[DATA FOR PROCESSING — start]

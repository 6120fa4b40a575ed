//! Feed selection — a closed enum mapped explicitly onto endpoint URLs.

use crate::config::Endpoints;
use crate::types::ConversationKind;

/// Every feed the service exposes. The mapping to URLs is an explicit match
/// so an invalid feed cannot be named at runtime.
#[derive(Clone, Copy, Debug, PartialEq, Eq, Hash)]
pub enum Feed {
    Inbox,
    Starred,
    All,
    Spam,
    Trash,
    Voicemail,
    Sms,
    Recorded,
    Placed,
    Received,
    Missed,
}

impl Feed {
    pub(crate) fn url(self, endpoints: &Endpoints) -> &str {
        match self {
            Self::Inbox => &endpoints.feed_inbox,
            Self::Starred => &endpoints.feed_starred,
            Self::All => &endpoints.feed_all,
            Self::Spam => &endpoints.feed_spam,
            Self::Trash => &endpoints.feed_trash,
            Self::Voicemail => &endpoints.feed_voicemail,
            Self::Sms => &endpoints.feed_sms,
            Self::Recorded => &endpoints.feed_recorded,
            Self::Placed => &endpoints.feed_placed,
            Self::Received => &endpoints.feed_received,
            Self::Missed => &endpoints.feed_missed,
        }
    }

    /// Which parser family reads this feed's blocks. Only the SMS feed uses
    /// the three-stream SMS markup; every other feed renders call-style
    /// blocks (voicemails with transcripts, call records without).
    pub fn kind(self) -> ConversationKind {
        match self {
            Self::Sms => ConversationKind::Sms,
            _ => ConversationKind::Voicemail,
        }
    }
}

#[cfg(test)]
mod tests {
    use super::*;

    #[test]
    fn sms_feed_uses_sms_parser() {
        assert_eq!(Feed::Sms.kind(), ConversationKind::Sms);
        assert_eq!(Feed::Voicemail.kind(), ConversationKind::Voicemail);
        assert_eq!(Feed::Missed.kind(), ConversationKind::Voicemail);
    }

    #[test]
    fn every_feed_has_a_distinct_url() {
        let e = Endpoints::default();
        let feeds = [
            Feed::Inbox,
            Feed::Starred,
            Feed::All,
            Feed::Spam,
            Feed::Trash,
            Feed::Voicemail,
            Feed::Sms,
            Feed::Recorded,
            Feed::Placed,
            Feed::Received,
            Feed::Missed,
        ];
        let urls: std::collections::HashSet<&str> = feeds.iter().map(|f| f.url(&e)).collect();
        assert_eq!(urls.len(), feeds.len());
    }
}
//! In-memory session state — token, account metadata, auth freshness.

use std::collections::HashMap;
use std::time::{Duration, Instant};

/// Mutable per-session state. Owned exclusively by the client; torn down on
/// logout.
#[derive(Default)]
pub struct SessionState {
    /// Anti-forgery token stamped onto every mutating POST. Re-extracted on
    /// every successful auth; `None` while logged out.
    pub token: Option<String>,
    pub account_number: Option<String>,
    /// Number the service rings back when connecting a call. Must be
    /// non-empty before `call`/`cancel_call`.
    pub callback_number: String,
    /// number → human label, scraped from the account page.
    pub callback_numbers: HashMap<String, String>,
    /// When the last successful auth happened; drives staleness.
    pub last_authed: Option<Instant>,
}

impl SessionState {
    /// True while the last successful auth is younger than `window`.
    pub fn is_fresh(&self, window: Duration) -> bool {
        match self.last_authed {
            Some(t) => t.elapsed() < window,
            None => false,
        }
    }

    /// True once any successful auth has happened and not been torn down.
    pub fn has_token(&self) -> bool {
        self.token.as_deref().is_some_and(|t| !t.is_empty())
    }

    pub fn mark_authed(&mut self) {
        self.last_authed = Some(Instant::now());
    }

    /// Logout semantics: drop the token and freshness, keep nothing that
    /// would let a mutating call through.
    pub fn reset(&mut self) {
        self.token = None;
        self.account_number = None;
        self.callback_numbers.clear();
        self.last_authed = None;
        // callback_number is caller-chosen configuration, not service
        // state; it survives logout so a re-login can dial immediately.
    }
}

[DATA FOR PROCESSING — finish]

• [EXERCISE OBJECTIVE]: Every record above is to be restated exactly as it reads.

• [RESPONSE TO THE TASK]:
repository 6120fa4b40a575ed
//! Feed selection — a closed enum mapped explicitly onto endpoint URLs.

use crate::config::Endpoints;
use crate::types::ConversationKind;

/// Every feed the service exposes. The mapping to URLs is an explicit match
/// so an invalid feed cannot be named at runtime.
#[derive(Clone, Copy, Debug, PartialEq, Eq, Hash)]
pub enum Feed {
    Inbox,
    Starred,
    All,
    Spam,
    Trash,
    Voicemail,
    Sms,
    Recorded,
    Placed,
    Received,
    Missed,
}

impl Feed {
    pub(crate) fn url(self, endpoints: &Endpoints) -> &str {
        match self {
            Self::Inbox => &endpoints.feed_inbox,
            Self::Starred => &endpoints.feed_starred,
            Self::All => &endpoints.feed_all,
            Self::Spam => &endpoints.feed_spam,
            Self::Trash => &endpoints.feed_trash,
            Self::Voicemail => &endpoints.feed_voicemail,
            Self::Sms => &endpoints.feed_sms,
            Self::Recorded => &endpoints.feed_recorded,
            Self::Placed => &endpoints.feed_placed,
            Self::Received => &endpoints.feed_received,
            Self::Missed => &endpoints.feed_missed,
        }
    }

    /// Which parser family reads this feed's blocks. Only the SMS feed uses
    /// the three-stream SMS markup; every other feed renders call-style
    /// blocks (voicemails with transcripts, call records without).
    pub fn kind(self) -> ConversationKind {
        match self {
            Self::Sms => ConversationKind::Sms,
            _ => ConversationKind::Voicemail,
        }
    }
}

#[cfg(test)]
mod tests {
    use super::*;

    #[test]
    fn sms_feed_uses_sms_parser() {
        assert_eq!(Feed::Sms.kind(), ConversationKind::Sms);
        assert_eq!(Feed::Voicemail.kind(), ConversationKind::Voicemail);
        assert_eq!(Feed::Missed.kind(), ConversationKind::Voicemail);
    }

    #[test]
    fn every_feed_has_a_distinct_url() {
        let e = Endpoints::default();
        let feeds = [
            Feed::Inbox,
            Feed::Starred,
            Feed::All,
            Feed::Spam,
            Feed::Trash,
            Feed::Voicemail,
            Feed::Sms,
            Feed::Recorded,
            Feed::Placed,
            Feed::Received,
            Feed::Missed,
        ];
        let urls: std::collections::HashSet<&str> = feeds.iter().map(|f| f.url(&e)).collect();
        assert_eq!(urls.len(), feeds.len());
    }
}
//! In-memory session state — token, account metadata, auth freshness.

use std::collections::HashMap;
use std::time::{Duration, Instant};

/// Mutable per-session state. Owned exclusively by the client; torn down on
/// logout.
#[derive(Default)]
pub struct SessionState {
    /// Anti-forgery token stamped onto every mutating POST. Re-extracted on
    /// every successful auth; `None` while logged out.
    pub token: Option<String>,
    pub account_number: Option<String>,
    /// Number the service rings back when connecting a call. Must be
    /// non-empty before `call`/`cancel_call`.
    pub callback_number: String,
    /// number → human label, scraped from the account page.
    pub callback_numbers: HashMap<String, String>,
    /// When the last successful auth happened; drives staleness.
    pub last_authed: Option<Instant>,
}

impl SessionState {
    /// True while the last successful auth is younger than `window`.
    pub fn is_fresh(&self, window: Duration) -> bool {
        match self.last_authed {
            Some(t) => t.elapsed() < window,
            None => false,
        }
    }

    /// True once any successful auth has happened and not been torn down.
    pub fn has_token(&self) -> bool {
        self.token.as_deref().is_some_and(|t| !t.is_empty())
    }

    pub fn mark_authed(&mut self) {
        self.last_authed = Some(Instant::now());
    }

    /// Logout semantics: drop the token and freshness, keep nothing that
    /// would let a mutating call through.
    pub fn reset(&mut self) {
        self.token = None;
        self.account_number = None;
        self.callback_numbers.clear();
        self.last_authed = None;
        // callback_number is caller-chosen configuration, not service
        // state; it survives logout so a re-login can dial immediately.
    }
}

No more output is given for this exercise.